Last Sunday around 100 climate protesters blocked roads and building entrances to London Fashion Week, as attendees arrived to see the latest works from designers around the world.
Among those protesting was campaign group Extinction Rebellion, which said it was participating to urge the fashion industry to recognise an “ecological emergency”.
In a statement released after the protest, Extinction Rebellion activist Alice Martin, said the demonstration had made the desired impact.
“We came to disrupt Fashion Week and to invite the industry to transform itself into a world saving cultural phenomenon,” she says. “This is the beginning of that conversation.”
The campaign group added that the industry was reducing global biodiversity through the intensive cultivation of cotton crops which demand the use of insecticides and contribute to 20% of the world’s freshwater pollution.
The group’s statement added that excessive textile production has led to the loss of natural habitats, with 30% of rayon and Viscose being sourced from endangered forests around the world.
Fund groups have started to weigh up the long-term sustainability risks associated with investing in the fashion industry. But this discussion comes after consecutive years of gains for holders of fashion shares.
Sports clothing manufacturer Nike, for example, saw its share price rocket from $10.70 on 19 February 2009, to $85.38 a decade later. Rival Adidas made similarly spectacular returns for investors. Its share price stood at €25.51 on 19 February 2009. Ten years later, the stock is trading at €200.10.
In 2017, Bloomberg reported that the incoming chief executive at Adidas, Kasper Rorsted was hoping to emulate the success that rival Nike had enjoyed, by tapping into fast fashion demands. It’s not just sportswear manufacturers, either. Digital fashion retailers have been huge beneficiaries of the fast fashion boom.
Online retailers such as Asos and Boohoo Group, have seen their businesses transformed from small caps to household names. Equity investors, meanwhile, have enjoyed huge gains along the way.
More recently, fund firms have started warning of the consequences of growing public awareness of the negative environmental implications of fast fashion. Asset managers are also mindful of potential cost implications for both retailers and manufacturers if global governments introduce new rules requiring them to take greater responsibility for their supply chains.
In its 2019 ESG Outlook, David Sheasby, head of ESG and stewardship at Edinburgh-based fund group Martin Currie, recognised these concerns.
“This industry has seen huge growth – production volumes have doubled over the last 15 years, driven mainly by fast fashion,” he says. “What has been created is an unsustainable linear process with only 13% of clothing being recycled and more than 73% ending up in landfill.
“Public awareness is certainly starting to rise… and, in the UK the Environmental Audit Committee has sent out questions to a number of fast-fashion retailers looking for a response on some of these concerns.”

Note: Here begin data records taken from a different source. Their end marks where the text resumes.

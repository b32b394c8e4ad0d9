//! Case flags and complaint handling.
//!
//! Flag semantics are declarative: each flag type maps to a fixed list
//! of effects. Effects that mutate ticket state (spawning a legal
//! review envelope) run inside the flag's own transaction; effects
//! that cross a process boundary are queued post-commit.

use std::sync::Arc;

use tow_model::{
    AgentId, CaseFlag, CaseFlagType, Clock, ContactId, EntryDraft, EntryKind, Envelope,
    EnvelopeRouting, TeamId, TicketId, TicketStatus, Visibility,
};

use crate::effects::{EffectBus, Notification, NotificationEvent};
use crate::error::EngineError;
use crate::store::WorkflowStore;

/// What raising a flag does beyond recording it.
#[derive(Debug, Clone, Copy, PartialEq, Eq)]
pub enum FlagEffect {
    /// Notify the responsible manager.
    NotifyManager,
    /// Ask for an SLA upgrade on the ticket.
    RequestSlaUpgrade,
    /// Open a legal review envelope on the ticket.
    SpawnLegalEnvelope,
}

/// Effects a flag type carries.
#[must_use]
pub fn flag_effects(flag_type: CaseFlagType) -> &'static [FlagEffect] {
    match flag_type {
        CaseFlagType::SocialMedia => {
            &[FlagEffect::NotifyManager, FlagEffect::RequestSlaUpgrade]
        }
        CaseFlagType::Legal => &[FlagEffect::SpawnLegalEnvelope],
        // These force calibration on the eventual resolution but carry
        // no immediate side effect of their own.
        CaseFlagType::PhysicalDamage | CaseFlagType::Vip | CaseFlagType::RepeatContact => &[],
    }
}

/// Number of inbound requester contacts at which an unresolved ticket
/// counts as a repeat-contact case.
pub const REPEAT_CONTACT_THRESHOLD: usize = 3;

/// Raises flags and records complaints.
#[derive(Debug, Clone)]
pub struct CaseFlags {
    store: Arc<WorkflowStore>,
    clock: Arc<dyn Clock>,
    effects: EffectBus,
    legal_team: Option<TeamId>,
}

impl CaseFlags {
    /// Creates the flag service; `legal_team` receives auto-spawned
    /// legal review envelopes.
    #[must_use]
    pub fn new(
        store: Arc<WorkflowStore>,
        clock: Arc<dyn Clock>,
        effects: EffectBus,
        legal_team: Option<TeamId>,
    ) -> Self {
        Self {
            store,
            clock,
            effects,
            legal_team,
        }
    }

    /// Raises a flag and applies its effects. Returns the flag and the
    /// legal envelope, when one was spawned.
    pub fn add_flag(
        &self,
        ticket: TicketId,
        flag_type: CaseFlagType,
        added_by: AgentId,
        reason: impl Into<String>,
    ) -> Result<(CaseFlag, Option<Envelope>), EngineError> {
        let cell = self.store.cell(ticket)?;
        let mut cell = cell.lock();
        let now = self.clock.now();
        let flag = CaseFlag::new(ticket, flag_type, added_by, reason, now);
        cell.log.append(
            EntryDraft::new(
                EntryKind::FlagAdded,
                Visibility::Internal,
                tow_model::Author::Agent(added_by),
                format!("flag raised: {flag_type:?}"),
            ),
            now,
        );
        cell.flags.push(flag.clone());
        cell.ticket.updated_at = now;

        // Legal review is ticket state, so it commits with the flag.
        // It needs an owner to stand as the requesting agent and a
        // configured legal team; otherwise it degrades to the manager
        // notification below.
        let mut spawned = None;
        let mut notifications = Vec::new();
        for effect in flag_effects(flag_type) {
            match effect {
                FlagEffect::NotifyManager => notifications.push(Notification {
                    recipient: self.manager_for(&cell.ticket),
                    event: NotificationEvent::ManagerAlertRequested,
                    ticket,
                    detail: format!("{flag_type:?} flag on {}", cell.ticket.reference),
                }),
                FlagEffect::RequestSlaUpgrade => notifications.push(Notification {
                    recipient: None,
                    event: NotificationEvent::SlaUpgradeRequested,
                    ticket,
                    detail: cell.ticket.reference.clone(),
                }),
                FlagEffect::SpawnLegalEnvelope => {
                    match (cell.ticket.owner, self.legal_team) {
                        (Some(owner), Some(team)) => {
                            let envelope = Envelope::new(
                                ticket,
                                owner,
                                EnvelopeRouting::Team(team),
                                "legal review",
                                now,
                            );
                            cell.log.append(
                                EntryDraft::system(
                                    EntryKind::EnvelopeCreated,
                                    "legal review envelope opened",
                                )
                                .in_envelope(envelope.id),
                                now,
                            );
                            cell.envelopes.push(envelope.clone());
                            spawned = Some(envelope);
                        }
                        _ => notifications.push(Notification {
                            recipient: self.manager_for(&cell.ticket),
                            event: NotificationEvent::ManagerAlertRequested,
                            ticket,
                            detail: "legal flag raised, no legal envelope possible".into(),
                        }),
                    }
                }
            }
        }
        drop(cell);
        if let Some(envelope) = &spawned {
            self.store.index_envelope(envelope.id, ticket);
        }
        for notification in notifications {
            self.effects.send(notification);
        }
        tracing::info!(ticket = %ticket, flag = ?flag_type, "case flag raised");
        Ok((flag, spawned))
    }

    /// Records a formal complaint on the ticket. Complaints force the
    /// ticket's resolutions into calibration at the next queue build.
    pub fn record_complaint(
        &self,
        ticket: TicketId,
        contact: ContactId,
        content: impl Into<String>,
    ) -> Result<(), EngineError> {
        let cell = self.store.cell(ticket)?;
        let mut cell = cell.lock();
        let now = self.clock.now();
        cell.ticket.complaint_recorded = true;
        cell.ticket.updated_at = now;
        cell.log.append(
            EntryDraft::new(
                EntryKind::ComplaintRecorded,
                Visibility::Public,
                tow_model::Author::Requester(contact),
                content,
            ),
            now,
        );
        tracing::warn!(ticket = %ticket, "complaint recorded");
        Ok(())
    }

    /// Whether the ticket qualifies as a repeat-contact case: still
    /// unresolved with at least [`REPEAT_CONTACT_THRESHOLD`] inbound
    /// requester messages.
    pub fn detect_repeat_contact(&self, ticket: TicketId) -> Result<bool, EngineError> {
        let cell = self.store.cell(ticket)?;
        let cell = cell.lock();
        Ok(cell.ticket.status != TicketStatus::Resolved
            && cell.log.inbound_contact_count() >= REPEAT_CONTACT_THRESHOLD)
    }

    fn manager_for(&self, ticket: &tow_model::Ticket) -> Option<AgentId> {
        ticket
            .team
            .and_then(|team| self.store.team(team).ok())
            .and_then(|team| team.manager)
    }
}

Martin Currie isn’t the only fund group raising these questions. In January, Aviva Investors’ ESG analyst Stanley Kwong said Aviva would typically expect fashion retailers to be able to show how they accurately monitored their supply chain.
“For a fast fashion retailer, we would ask questions such as whether they have a system to measure what is happening across their supply chain and do they have control over it,” he says.

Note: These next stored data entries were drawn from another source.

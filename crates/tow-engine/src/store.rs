//! In-memory workflow store.
//!
//! Every ticket lives in a [`TicketCell`] behind its own mutex: the
//! ticket record, its envelopes, tasks, flags, resolutions, and its
//! append-only timeline move together or not at all. Holding the cell
//! lock across "check invariant, mutate state, append ledger entry"
//! is what makes each operation atomic; two agents racing to accept
//! the same ticket serialize on this lock and exactly one wins.
//!
//! Directory maps (agents, teams, contacts) and the envelope and
//! resolution indexes are independent `DashMap`s. Lock order is
//! always cell first, then directory entry, never the reverse.

use std::sync::Arc;

use dashmap::DashMap;
use parking_lot::Mutex;
use tow_ledger::TimelineLog;
use tow_model::{
    Agent, AgentId, CaseFlag, Contact, ContactId, Envelope, EnvelopeId, EnvelopeStatus,
    Resolution, ResolutionId, Task, TaskId, Team, TeamId, Ticket, TicketId, TicketStatus,
};

use crate::error::EngineError;

/// Everything owned by one ticket, guarded as a unit.
#[derive(Debug)]
pub(crate) struct TicketCell {
    pub(crate) ticket: Ticket,
    pub(crate) envelopes: Vec<Envelope>,
    pub(crate) tasks: Vec<Task>,
    pub(crate) flags: Vec<CaseFlag>,
    pub(crate) resolutions: Vec<Resolution>,
    pub(crate) log: TimelineLog,
}

impl TicketCell {
    fn new(ticket: Ticket) -> Self {
        let log = TimelineLog::new(ticket.id);
        Self {
            ticket,
            envelopes: Vec::new(),
            tasks: Vec::new(),
            flags: Vec::new(),
            resolutions: Vec::new(),
            log,
        }
    }

    /// Escalation is derived, never stored: a ticket is escalated
    /// exactly while it has at least one active envelope.
    pub(crate) fn is_escalated(&self) -> bool {
        self.envelopes
            .iter()
            .any(|e| e.status == EnvelopeStatus::Active)
    }

    pub(crate) fn open_envelope_count(&self) -> usize {
        self.envelopes
            .iter()
            .filter(|e| e.status.is_open())
            .count()
    }

    pub(crate) fn envelope_mut(
        &mut self,
        id: EnvelopeId,
    ) -> Result<&mut Envelope, EngineError> {
        self.envelopes
            .iter_mut()
            .find(|e| e.id == id)
            .ok_or(EngineError::EnvelopeNotFound(id))
    }

    pub(crate) fn resolution_mut(
        &mut self,
        id: ResolutionId,
    ) -> Result<&mut Resolution, EngineError> {
        self.resolutions
            .iter_mut()
            .find(|r| r.id == id)
            .ok_or(EngineError::ResolutionNotFound(id))
    }

    pub(crate) fn task_mut(&mut self, id: TaskId) -> Result<&mut Task, EngineError> {
        self.tasks
            .iter_mut()
            .find(|t| t.id == id)
            .ok_or(EngineError::TaskNotFound(id))
    }
}

/// Consistent point-in-time copy of a cell, cloned under its lock.
#[derive(Debug, Clone)]
pub struct TicketSnapshot {
    /// Ticket record.
    pub ticket: Ticket,
    /// All envelopes, open and closed.
    pub envelopes: Vec<Envelope>,
    /// All tasks.
    pub tasks: Vec<Task>,
    /// All case flags.
    pub flags: Vec<CaseFlag>,
    /// All submitted resolutions.
    pub resolutions: Vec<Resolution>,
    /// The full timeline.
    pub log: TimelineLog,
}

impl TicketSnapshot {
    /// Whether the ticket had an active envelope at snapshot time.
    #[must_use]
    pub fn is_escalated(&self) -> bool {
        self.envelopes
            .iter()
            .any(|e| e.status == EnvelopeStatus::Active)
    }

    /// Active envelope count at snapshot time.
    #[must_use]
    pub fn active_envelope_count(&self) -> usize {
        self.envelopes
            .iter()
            .filter(|e| e.status == EnvelopeStatus::Active)
            .count()
    }
}

/// The shared in-memory store.
#[derive(Debug, Default)]
pub struct WorkflowStore {
    tickets: DashMap<TicketId, Arc<Mutex<TicketCell>>>,
    agents: DashMap<AgentId, Agent>,
    teams: DashMap<TeamId, Team>,
    contacts: DashMap<ContactId, Contact>,
    envelope_index: DashMap<EnvelopeId, TicketId>,
    resolution_index: DashMap<ResolutionId, TicketId>,
    task_index: DashMap<TaskId, TicketId>,
}

impl WorkflowStore {
    /// Empty store.
    #[must_use]
    pub fn new() -> Self {
        Self::default()
    }

    /// Registers a ticket and returns its id.
    pub fn insert_ticket(&self, ticket: Ticket) -> TicketId {
        let id = ticket.id;
        tracing::info!(ticket = %id, reference = %ticket.reference, "ticket registered");
        self.tickets
            .insert(id, Arc::new(Mutex::new(TicketCell::new(ticket))));
        id
    }

    /// Registers an agent.
    pub fn insert_agent(&self, agent: Agent) -> AgentId {
        let id = agent.id;
        self.agents.insert(id, agent);
        id
    }

    /// Registers a team.
    pub fn insert_team(&self, team: Team) -> TeamId {
        let id = team.id;
        self.teams.insert(id, team);
        id
    }

    /// Registers a contact.
    pub fn insert_contact(&self, contact: Contact) -> ContactId {
        let id = contact.id;
        self.contacts.insert(id, contact);
        id
    }

    pub(crate) fn cell(&self, id: TicketId) -> Result<Arc<Mutex<TicketCell>>, EngineError> {
        self.tickets
            .get(&id)
            .map(|entry| Arc::clone(entry.value()))
            .ok_or(EngineError::TicketNotFound(id))
    }

    pub(crate) fn cell_for_envelope(
        &self,
        envelope: EnvelopeId,
    ) -> Result<(TicketId, Arc<Mutex<TicketCell>>), EngineError> {
        let ticket = self
            .envelope_index
            .get(&envelope)
            .map(|e| *e.value())
            .ok_or(EngineError::EnvelopeNotFound(envelope))?;
        Ok((ticket, self.cell(ticket)?))
    }

    pub(crate) fn cell_for_resolution(
        &self,
        resolution: ResolutionId,
    ) -> Result<(TicketId, Arc<Mutex<TicketCell>>), EngineError> {
        let ticket = self
            .resolution_index
            .get(&resolution)
            .map(|e| *e.value())
            .ok_or(EngineError::ResolutionNotFound(resolution))?;
        Ok((ticket, self.cell(ticket)?))
    }

    pub(crate) fn index_envelope(&self, envelope: EnvelopeId, ticket: TicketId) {
        self.envelope_index.insert(envelope, ticket);
    }

    pub(crate) fn index_resolution(&self, resolution: ResolutionId, ticket: TicketId) {
        self.resolution_index.insert(resolution, ticket);
    }

    pub(crate) fn cell_for_task(
        &self,
        task: TaskId,
    ) -> Result<(TicketId, Arc<Mutex<TicketCell>>), EngineError> {
        let ticket = self
            .task_index
            .get(&task)
            .map(|e| *e.value())
            .ok_or(EngineError::TaskNotFound(task))?;
        Ok((ticket, self.cell(ticket)?))
    }

    pub(crate) fn index_task(&self, task: TaskId, ticket: TicketId) {
        self.task_index.insert(task, ticket);
    }

    /// Cloned agent record.
    pub fn agent(&self, id: AgentId) -> Result<Agent, EngineError> {
        self.agents
            .get(&id)
            .map(|a| a.value().clone())
            .ok_or(EngineError::AgentNotFound(id))
    }

    /// Cloned team record.
    pub fn team(&self, id: TeamId) -> Result<Team, EngineError> {
        self.teams
            .get(&id)
            .map(|t| t.value().clone())
            .ok_or(EngineError::TeamNotFound(id))
    }

    /// Cloned contact record.
    pub fn contact(&self, id: ContactId) -> Result<Contact, EngineError> {
        self.contacts
            .get(&id)
            .map(|c| c.value().clone())
            .ok_or(EngineError::ContactNotFound(id))
    }

    pub(crate) fn with_agent_mut<T>(
        &self,
        id: AgentId,
        f: impl FnOnce(&mut Agent) -> T,
    ) -> Result<T, EngineError> {
        let mut entry = self
            .agents
            .get_mut(&id)
            .ok_or(EngineError::AgentNotFound(id))?;
        Ok(f(entry.value_mut()))
    }

    /// Point-in-time copy of one ticket's state.
    pub fn snapshot(&self, id: TicketId) -> Result<TicketSnapshot, EngineError> {
        let cell = self.cell(id)?;
        let cell = cell.lock();
        Ok(TicketSnapshot {
            ticket: cell.ticket.clone(),
            envelopes: cell.envelopes.clone(),
            tasks: cell.tasks.clone(),
            flags: cell.flags.clone(),
            resolutions: cell.resolutions.clone(),
            log: cell.log.clone(),
        })
    }

    /// Snapshots of every ticket. Each cell is locked briefly in turn;
    /// the result is per-ticket consistent, not globally consistent.
    pub fn snapshot_all(&self) -> Vec<TicketSnapshot> {
        let ids: Vec<TicketId> = self.tickets.iter().map(|e| *e.key()).collect();
        ids.into_iter()
            .filter_map(|id| self.snapshot(id).ok())
            .collect()
    }

    /// Unresolved tickets currently owned by `agent`.
    pub fn owned_by(&self, agent: AgentId) -> Vec<TicketSnapshot> {
        self.snapshot_all()
            .into_iter()
            .filter(|s| {
                s.ticket.owner == Some(agent) && s.ticket.status != TicketStatus::Resolved
            })
            .collect()
    }
}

“They may have excellent labour standards in their core business, but it also needs to trickle down through their supply chain.”
A big response
Like any area of business, fashion companies want to ensure that their investors are placated. And it seems they are beginning to respond.
In June, Vogue reported that Asos was sponsoring a new training programme on circular fashion in partnership with the London College of Fashion’s Centre for Sustainable Fashion. Elsewhere, Adidas has pledged to use purely recycled polyester in its trainers within five years, and retailer Marks & Spencer has started offering discount vouchers to customers who return used clothing.
However, governments are under pressure to force companies to do more. On Tuesday a UK cross-parliamentary group made a series of recommendations for the UK government to implement new measures which would force fashion retailers and manufacturers to make widespread changes.
The report recommended that the government introduce a new levy on garment producers – equivalent to one penny per garment – to raise £35m to improve clothing recycling in the UK. It also said that the government’s previous pledge to review extended producer responsibility by 2025 was too far away and called for action in this parliament.
Other recommendations included a requirement for retailers to publish a modern slavery statement, and for listed fashion businesses to disclose their approaches to monitoring supply chains and human rights in their annual reporting. Changes to corporate taxation, better education in schools and plans for a more comprehensive waste strategy were also proposed.
While the parliamentary report contained recommendations, the direction of travel now seems clear. The days of fast fashion at all costs, look set to be numbered.